◆ Supplied records ◆
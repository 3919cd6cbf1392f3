//! Batched backbone geometry on candle tensors.
//!
//! Conventions:
//! - points are `[.., 3]`
//! - frames are `[.., 3, 3]` with the basis vectors as rows
//! - quaternions are `[.., 4]` ordered (w, x, y, z)
use crate::error::GeometryError;
use crate::ops::{atan2, cross, dot, norm, normalize};
use crate::vector::Vec3;
use candle_core::{DType, Device, IndexOp, Result, Tensor, D};

const EPS: f64 = 1e-6;

/// Stack points into an `[N, 3]` tensor.
pub fn points_tensor(points: &[Vec3], device: &Device) -> Result<Tensor> {
    let flat: Vec<f32> = points.iter().flatten().copied().collect();
    Tensor::from_vec(flat, (points.len(), 3), device)
}

/// Batched torsion angle of consecutive bond vectors `[N, 3]` -> `[N]`.
pub fn dihedrals(b0: &Tensor, b1: &Tensor, b2: &Tensor) -> Result<Tensor> {
    let c1 = cross(b0, b1)?;
    let c2 = cross(b1, b2)?;
    let y = dot(&cross(&c1, &c2)?, &normalize(b1, 1e-12)?)?;
    let x = dot(&c1, &c2)?;
    atan2(&y, &x)?.squeeze(D::Minus1)
}

/// Phi, psi and omega per residue from an N/CA/C backbone `[N, 3, 3]`.
///
/// phi of the first residue and psi/omega of the last residue are undefined and set to 0.
pub fn backbone_dihedrals(backbone: &Tensor) -> Result<Tensor> {
    let (n_res, atoms, dim) = backbone.dims3()?;
    if atoms < 3 || dim != 3 {
        return Err(GeometryError::shape("[N, 3, 3] N/CA/C backbone", backbone.dims()));
    }
    if n_res < 2 {
        return Tensor::zeros((n_res, 3), backbone.dtype(), backbone.device());
    }
    let n = backbone.i((.., 0, ..))?.contiguous()?;
    let ca = backbone.i((.., 1, ..))?.contiguous()?;
    let c = backbone.i((.., 2, ..))?.contiguous()?;

    let head = |t: &Tensor| t.narrow(0, 0, n_res - 1);
    let tail = |t: &Tensor| t.narrow(0, 1, n_res - 1);

    // C(i-1) N(i) CA(i) C(i)
    let phi = dihedrals(
        &(tail(&n)? - head(&c)?)?,
        &(tail(&ca)? - tail(&n)?)?,
        &(tail(&c)? - tail(&ca)?)?,
    )?;
    // N(i) CA(i) C(i) N(i+1)
    let psi = dihedrals(
        &(head(&ca)? - head(&n)?)?,
        &(head(&c)? - head(&ca)?)?,
        &(tail(&n)? - head(&c)?)?,
    )?;
    // CA(i) C(i) N(i+1) CA(i+1)
    let omega = dihedrals(
        &(head(&c)? - head(&ca)?)?,
        &(tail(&n)? - head(&c)?)?,
        &(tail(&ca)? - tail(&n)?)?,
    )?;

    let zero = Tensor::zeros(1, phi.dtype(), phi.device())?;
    let phi = Tensor::cat(&[&zero, &phi], 0)?;
    let psi = Tensor::cat(&[&psi, &zero], 0)?;
    let omega = Tensor::cat(&[&omega, &zero], 0)?;
    Tensor::stack(&[&phi, &psi, &omega], 1)
}

/// Local reference frames along a C-alpha trace `[N, 3]` -> `[N, 3, 3]`.
///
/// Frame rows are the bisector `b`, the normal `n` and `b x n`. Terminal
/// residues have no neighbours on one side and receive the identity frame.
pub fn orientation(positions: &Tensor) -> Result<Tensor> {
    let (n_res, dim) = positions.dims2()?;
    if dim != 3 {
        return Err(GeometryError::shape("[N, 3] positions", positions.dims()));
    }
    let edge = Tensor::eye(3, positions.dtype(), positions.device())?.unsqueeze(0)?;
    if n_res < 3 {
        return edge.repeat((n_res, 1, 1));
    }

    let u = (positions.narrow(0, 1, n_res - 1)? - positions.narrow(0, 0, n_res - 1)?)?;
    let u = normalize(&u, EPS)?;
    let u_prev = u.narrow(0, 0, n_res - 2)?;
    let u_next = u.narrow(0, 1, n_res - 2)?;

    let b = normalize(&(&u_prev - &u_next)?, EPS)?;
    let n = normalize(&cross(&u_prev, &u_next)?, EPS)?;
    let bxn = cross(&b, &n)?;

    let frames = Tensor::stack(&[&b, &n, &bxn], 1)?;
    Tensor::cat(&[&edge, &frames, &edge], 0)
}

/// Rotation matrices `[B, 3, 3]` to quaternions `[B, 4]`.
pub fn matrix_to_quaternion(matrix: &Tensor) -> Result<Tensor> {
    let (_, rows, cols) = matrix.dims3()?;
    if rows != 3 || cols != 3 {
        return Err(GeometryError::shape("[B, 3, 3] rotation matrices", matrix.dims()));
    }
    let m = |i: usize, j: usize| matrix.i((.., i, j));
    let trace = ((m(0, 0)? + m(1, 1)?)? + m(2, 2)?)?;
    let w = (trace + 1.0)?.relu()?.sqrt()?.affine(0.5, 0.0)?;
    let w4 = w.affine(4.0, EPS)?;
    let x = (m(2, 1)? - m(1, 2)?)?.div(&w4)?;
    let y = (m(0, 2)? - m(2, 0)?)?.div(&w4)?;
    let z = (m(1, 0)? - m(0, 1)?)?.div(&w4)?;
    Tensor::stack(&[&w, &x, &y, &z], 1)
}

/// Distance `[B, 1]`, direction `[B, 3]` and rotation `[B, 4]` of one set of
/// oriented points as seen from another.
#[derive(Debug, Clone)]
pub struct RelativeOrientationTensors {
    pub distance: Tensor,
    pub direction: Tensor,
    pub rotation: Tensor,
}

impl RelativeOrientationTensors {
    /// `[B, 1 + 3 + 4]`
    pub fn concat(&self) -> Result<Tensor> {
        Tensor::cat(&[&self.distance, &self.direction, &self.rotation], D::Minus1)
    }
}

/// Pairwise relative orientation of `y` (frames `y_o`) in the frames of `x` (`x_o`).
pub fn relative_orientation(
    x: &Tensor,
    y: &Tensor,
    x_o: &Tensor,
    y_o: &Tensor,
) -> Result<RelativeOrientationTensors> {
    let (batch, _) = x.dims2()?;
    let (other, _) = y.dims2()?;
    if batch != other {
        return Err(candle_core::Error::wrap(GeometryError::BatchMismatch {
            left: batch,
            right: other,
        }));
    }
    let offset = (y - x)?;
    let distance = norm(&offset)?;
    let unit = offset.broadcast_div(&(&distance + EPS)?)?;
    let direction = x_o
        .contiguous()?
        .matmul(&unit.unsqueeze(D::Minus1)?)?
        .squeeze(D::Minus1)?;
    let nonzero = distance.ne(0.0)?.to_dtype(direction.dtype())?;
    let direction = direction.broadcast_mul(&nonzero)?;

    let relative = x_o
        .contiguous()?
        .matmul(&y_o.transpose(1, 2)?.contiguous()?)?;
    let rotation = matrix_to_quaternion(&relative)?;

    Ok(RelativeOrientationTensors {
        distance,
        direction,
        rotation,
    })
}

/// One centre `x [3]` with frame `x_o [3, 3]` against `K` neighbours.
pub fn neighbourhood_relative_orientation(
    x: &Tensor,
    y: &Tensor,
    x_o: &Tensor,
    y_o: &Tensor,
) -> Result<RelativeOrientationTensors> {
    let (k, _) = y.dims2()?;
    let x = x.unsqueeze(0)?.broadcast_as((k, 3))?.contiguous()?;
    let x_o = x_o.unsqueeze(0)?.broadcast_as((k, 3, 3))?.contiguous()?;
    relative_orientation(&x, y, &x_o, y_o)
}

/// Check that every frame is orthonormal up to `tolerance`.
pub fn frames_are_orthonormal(frames: &Tensor, tolerance: f64) -> Result<bool> {
    let (count, _, _) = frames.dims3()?;
    let gram = frames
        .contiguous()?
        .matmul(&frames.transpose(1, 2)?.contiguous()?)?;
    let eye = Tensor::eye(3, frames.dtype(), frames.device())?
        .unsqueeze(0)?
        .repeat((count, 1, 1))?;
    let worst = (gram - eye)?
        .abs()?
        .flatten_all()?
        .max(0)?
        .to_dtype(DType::F64)?
        .to_scalar::<f64>()?;
    Ok(worst <= tolerance)
}

#[cfg(test)]
mod tests {
    use super::*;
    use crate::vector;

    fn helix(n: usize) -> Vec<[f32; 3]> {
        // ideal alpha helix C-alpha trace: 2.3 A radius, 100 degrees and 1.5 A rise per residue
        (0..n)
            .map(|i| {
                let t = i as f32 * 100f32.to_radians();
                [2.3 * t.cos(), 2.3 * t.sin(), 1.5 * i as f32]
            })
            .collect()
    }

    #[test]
    fn test_orientation_shapes_and_edges() -> anyhow::Result<()> {
        let device = Device::Cpu;
        let trace = helix(8);
        let positions = points_tensor(&trace, &device)?;
        let frames = orientation(&positions)?;
        assert_eq!(frames.dims(), &[8, 3, 3]);
        assert!(frames_are_orthonormal(&frames, 1e-4)?);

        let first: Vec<Vec<f32>> = frames.i(0)?.to_vec2()?;
        assert_eq!(first, vec![vec![1., 0., 0.], vec![0., 1., 0.], vec![0., 0., 1.]]);
        let last: Vec<Vec<f32>> = frames.i(7)?.to_vec2()?;
        assert_eq!(last, first);

        let short = orientation(&Tensor::new(&[[0f32, 0., 0.], [1., 0., 0.]], &device)?)?;
        assert_eq!(short.dims(), &[2, 3, 3]);
        Ok(())
    }

    #[test]
    fn test_orientation_bisector_points_outward() -> anyhow::Result<()> {
        let device = Device::Cpu;
        let trace = helix(5);
        let frames = orientation(&points_tensor(&trace, &device)?)?;
        let b: Vec<f32> = frames.i((2, 0))?.to_vec1()?;
        // on a helix the bisector points from the axis through the C-alpha
        let radial = vector::normalize(&[trace[2][0], trace[2][1], 0.0]);
        assert!(vector::dot(&[b[0], b[1], b[2]], &radial) > 0.9);
        Ok(())
    }

    #[test]
    fn test_quaternion_batch_matches_scalar() -> anyhow::Result<()> {
        let device = Device::Cpu;
        let rots = [
            vector::rotation_matrix([0.0, 0.0, 1.0], 0.3),
            vector::rotation_matrix([1.0, 1.0, 0.0], 2.0),
            vector::IDENTITY,
        ];
        let matrix = Tensor::new(&rots, &device)?;
        let quats: Vec<Vec<f32>> = matrix_to_quaternion(&matrix)?.to_vec2()?;
        for (rot, quat) in rots.iter().zip(quats.iter()) {
            let expected = vector::matrix_to_quaternion(rot);
            for (a, b) in quat.iter().zip(expected.iter()) {
                assert!((a - b).abs() < 1e-5);
            }
        }
        Ok(())
    }

    #[test]
    fn test_degenerate_quaternion_is_finite() -> anyhow::Result<()> {
        let device = Device::Cpu;
        let flip = Tensor::new(&[[[-1f32, 0., 0.], [0., -1., 0.], [0., 0., -1.]]], &device)?;
        let quat: Vec<Vec<f32>> = matrix_to_quaternion(&flip)?.to_vec2()?;
        assert!(quat[0].iter().all(|v| v.is_finite()));
        Ok(())
    }

    #[test]
    fn test_relative_orientation_batch_matches_scalar() -> anyhow::Result<()> {
        let device = Device::Cpu;
        let xs = [[0f32, 0., 0.], [1., 2., 3.], [4., 4., 4.]];
        let ys = [[0f32, 0., 0.], [2., 0., 3.], [1., -1., 0.5]];
        let x_frames = [
            vector::IDENTITY,
            vector::rotation_matrix([0.0, 1.0, 0.0], 0.4),
            vector::rotation_matrix([1.0, 0.0, 1.0], -1.2),
        ];
        let y_frames = [
            vector::IDENTITY,
            vector::rotation_matrix([0.0, 0.0, 1.0], 1.0),
            vector::rotation_matrix([0.3, 1.0, 0.0], 0.8),
        ];
        let out = relative_orientation(
            &Tensor::new(&xs, &device)?,
            &Tensor::new(&ys, &device)?,
            &Tensor::new(&x_frames, &device)?,
            &Tensor::new(&y_frames, &device)?,
        )?;
        assert_eq!(out.concat()?.dims(), &[3, 8]);

        let distance: Vec<Vec<f32>> = out.distance.to_vec2()?;
        let direction: Vec<Vec<f32>> = out.direction.to_vec2()?;
        let rotation: Vec<Vec<f32>> = out.rotation.to_vec2()?;
        for i in 0..3 {
            let expected = vector::relative_orientation(&xs[i], &ys[i], &x_frames[i], &y_frames[i]);
            assert!((distance[i][0] - expected.distance).abs() < 1e-5);
            for k in 0..3 {
                assert!((direction[i][k] - expected.direction[k]).abs() < 1e-4);
            }
            for k in 0..4 {
                assert!((rotation[i][k] - expected.rotation[k]).abs() < 1e-4);
            }
        }
        // coincident points have no direction
        assert_eq!(direction[0], vec![0., 0., 0.]);
        Ok(())
    }

    #[test]
    fn test_neighbourhood_matches_batch() -> anyhow::Result<()> {
        let device = Device::Cpu;
        let centre = Tensor::new(&[1f32, 0., 0.], &device)?;
        let centre_frame = Tensor::new(&vector::rotation_matrix([0.0, 0.0, 1.0], 0.5), &device)?;
        let neighbours = Tensor::new(&[[2f32, 0., 0.], [1., 1., 1.]], &device)?;
        let frames = Tensor::new(&[vector::IDENTITY, vector::IDENTITY], &device)?;
        let out = neighbourhood_relative_orientation(&centre, &neighbours, &centre_frame, &frames)?;
        assert_eq!(out.distance.dims(), &[2, 1]);
        assert_eq!(out.direction.dims(), &[2, 3]);
        assert_eq!(out.rotation.dims(), &[2, 4]);
        Ok(())
    }
}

◆ Goal of the exercise ◆
From the first line of the records above down to the line containing "let ca = backbone.i((.., 1, ..))?.contiguous()?;", repeat each line exactly as written. Include both of those lines and add nothing.

◆ Response to the exercise ◆
repository 3919cd6cbf1392f3
//! Batched backbone geometry on candle tensors.
//!
//! Conventions:
//! - points are `[.., 3]`
//! - frames are `[.., 3, 3]` with the basis vectors as rows
//! - quaternions are `[.., 4]` ordered (w, x, y, z)
use crate::error::GeometryError;
use crate::ops::{atan2, cross, dot, norm, normalize};
use crate::vector::Vec3;
use candle_core::{DType, Device, IndexOp, Result, Tensor, D};

const EPS: f64 = 1e-6;

/// Stack points into an `[N, 3]` tensor.
pub fn points_tensor(points: &[Vec3], device: &Device) -> Result<Tensor> {
    let flat: Vec<f32> = points.iter().flatten().copied().collect();
    Tensor::from_vec(flat, (points.len(), 3), device)
}

/// Batched torsion angle of consecutive bond vectors `[N, 3]` -> `[N]`.
pub fn dihedrals(b0: &Tensor, b1: &Tensor, b2: &Tensor) -> Result<Tensor> {
    let c1 = cross(b0, b1)?;
    let c2 = cross(b1, b2)?;
    let y = dot(&cross(&c1, &c2)?, &normalize(b1, 1e-12)?)?;
    let x = dot(&c1, &c2)?;
    atan2(&y, &x)?.squeeze(D::Minus1)
}

/// Phi, psi and omega per residue from an N/CA/C backbone `[N, 3, 3]`.
///
/// phi of the first residue and psi/omega of the last residue are undefined and set to 0.
pub fn backbone_dihedrals(backbone: &Tensor) -> Result<Tensor> {
    let (n_res, atoms, dim) = backbone.dims3()?;
    if atoms < 3 || dim != 3 {
        return Err(GeometryError::shape("[N, 3, 3] N/CA/C backbone", backbone.dims()));
    }
    if n_res < 2 {
        return Tensor::zeros((n_res, 3), backbone.dtype(), backbone.device());
    }
    let n = backbone.i((.., 0, ..))?.contiguous()?;
    let ca = backbone.i((.., 1, ..))?.contiguous()?;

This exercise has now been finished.